Atribuímos os participantes a uma das três categorias diagnósticas com base em investigações clínicas, histológicas e microbiológicas. Tuberculose definida (cultura positiva em FNA/ tecido para M. tuberculosis OU AFBs identificados em FNA/tecido) Tuberculose provável (nenhum outro diagnóstico que explicaria a linfadenopatia com um ou mais de: caseação macroscópica em FNA/tecido OU tuberculose confirmada microbiologicamente em um local diferente do gânglio linfático (por exemplo, pulmonar) OU granulomas em FNA/tecido). A terceira categoria não era a tuberculose (não preenchia os critérios para as outras duas categorias). A precisão diagnóstica Ultra também foi relatada separadamente usando cultura positiva apenas como padrão de referência.

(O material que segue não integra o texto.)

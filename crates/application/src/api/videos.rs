//! `/videos` endpoints.

use lifetube_domain::{ApiRequest, Reaction, Video, VideoId, VideoQuery, VideoUpload};
use serde::{Deserialize, Serialize};
use tracing::warn;

use super::with_json;
use crate::error::GatewayResult;
use crate::gateway::Gateway;

/// Number of related videos shown next to the player.
pub const RELATED_LIMIT: u32 = 10;

#[derive(Deserialize)]
struct VideoList {
    #[serde(default)]
    videos: Vec<Video>,
}

#[derive(Deserialize)]
struct SingleVideo {
    video: Video,
}

#[derive(Serialize)]
struct ReactionBody {
    #[serde(rename = "type")]
    kind: Reaction,
}

/// Video listing, playback bookkeeping, reactions and uploads.
#[derive(Debug, Clone)]
pub struct VideosApi {
    gateway: Gateway,
}

impl VideosApi {
    /// Creates the namespace.
    #[must_use]
    pub const fn new(gateway: Gateway) -> Self {
        Self { gateway }
    }

    /// `GET /videos` with optional category, search and limit filters.
    ///
    /// # Errors
    ///
    /// Returns the gateway error.
    pub async fn list(&self, query: &VideoQuery) -> GatewayResult<Vec<Video>> {
        let request = ApiRequest::get("/videos").query(query.to_pairs());
        let list: VideoList = self.gateway.send(request).await?;
        Ok(list.videos)
    }

    /// `GET /videos/:id`.
    ///
    /// # Errors
    ///
    /// Returns `NotFound` for unknown ids.
    pub async fn get(&self, id: &VideoId) -> GatewayResult<Video> {
        let single: SingleVideo = self.gateway.send(ApiRequest::get(format!("/videos/{id}"))).await?;
        Ok(single.video)
    }

    /// `GET /videos/trending`.
    ///
    /// # Errors
    ///
    /// Returns the gateway error.
    pub async fn trending(&self) -> GatewayResult<Vec<Video>> {
        let list: VideoList = self.gateway.send(ApiRequest::get("/videos/trending")).await?;
        Ok(list.videos)
    }

    /// `POST /videos/upload` as multipart form data.
    ///
    /// The form is validated before anything is sent.
    ///
    /// # Errors
    ///
    /// Returns `InvalidRequest` for an incomplete form, otherwise the
    /// gateway error. Use [`GatewayError::user_message`] with
    /// [`UPLOAD_FALLBACK_MESSAGE`] for display.
    ///
    /// [`GatewayError::user_message`]: crate::GatewayError::user_message
    /// [`UPLOAD_FALLBACK_MESSAGE`]: lifetube_domain::UPLOAD_FALLBACK_MESSAGE
    pub async fn upload(&self, upload: VideoUpload) -> GatewayResult<Video> {
        let form = upload.into_form()?;
        let request = ApiRequest::post("/videos/upload").multipart(form);
        let single: SingleVideo = self.gateway.send(request).await?;
        Ok(single.video)
    }

    /// `POST /videos/:id/view`.
    ///
    /// # Errors
    ///
    /// Returns the gateway error.
    pub async fn increment_view(&self, id: &VideoId) -> GatewayResult<()> {
        self.gateway
            .execute(ApiRequest::post(format!("/videos/{id}/view")))
            .await
    }

    /// `POST /videos/:id/like`. Submitting the held reaction again clears it;
    /// submitting the other one switches it.
    ///
    /// # Errors
    ///
    /// Returns the gateway error; `Unauthorized` when logged out.
    pub async fn react(&self, id: &VideoId, reaction: Reaction) -> GatewayResult<()> {
        let request = with_json(
            ApiRequest::post(format!("/videos/{id}/like")),
            &ReactionBody { kind: reaction },
        )?;
        self.gateway.execute(request).await
    }

    /// `DELETE /videos/:id`. Only the owner may delete; the backend enforces it.
    ///
    /// # Errors
    ///
    /// Returns `Forbidden` for someone else's video.
    pub async fn delete(&self, id: &VideoId) -> GatewayResult<()> {
        self.gateway
            .execute(ApiRequest::delete(format!("/videos/{id}")))
            .await
    }

    /// Videos to suggest next to `current`. Failures yield an empty list.
    pub async fn related(&self, current: &VideoId) -> Vec<Video> {
        match self.list(&VideoQuery::new().limit(RELATED_LIMIT)).await {
            Ok(videos) => videos.into_iter().filter(|v| &v.id != current).collect(),
            Err(e) => {
                warn!(video = %current, error = %e, "failed to load related videos");
                Vec::new()
            }
        }
    }
}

A estimativa do tamanho da amostra nos estudos de precisão diagnóstica depende da prevalência da doença . Esperávamos uma alta prevalência de tuberculose com base em um estudo piloto que realizamos de biópsia de agulha do núcleo em pacientes HIV positivos, 92% dos quais tinham linfadenite tuberculosa, mas a proporção de pacientes com tuberculose em nosso estudo foi menor do que o esperado (40%) em uma fase piloto de nosso estudo. Estimamos que a sensibilidade e especificidade do Ultra seria de cerca de 90% com base na meta-análise da Cochrane. Com uma prevalência de 40% de tuberculose, é necessário um tamanho de amostra de 87 para 95% de largura de IC de 10% e com sensibilidade e especificidade de 90% . Inflamos o tamanho da amostra para 100 por causa das incertezas sobre a precisão diagnóstica do Ultra.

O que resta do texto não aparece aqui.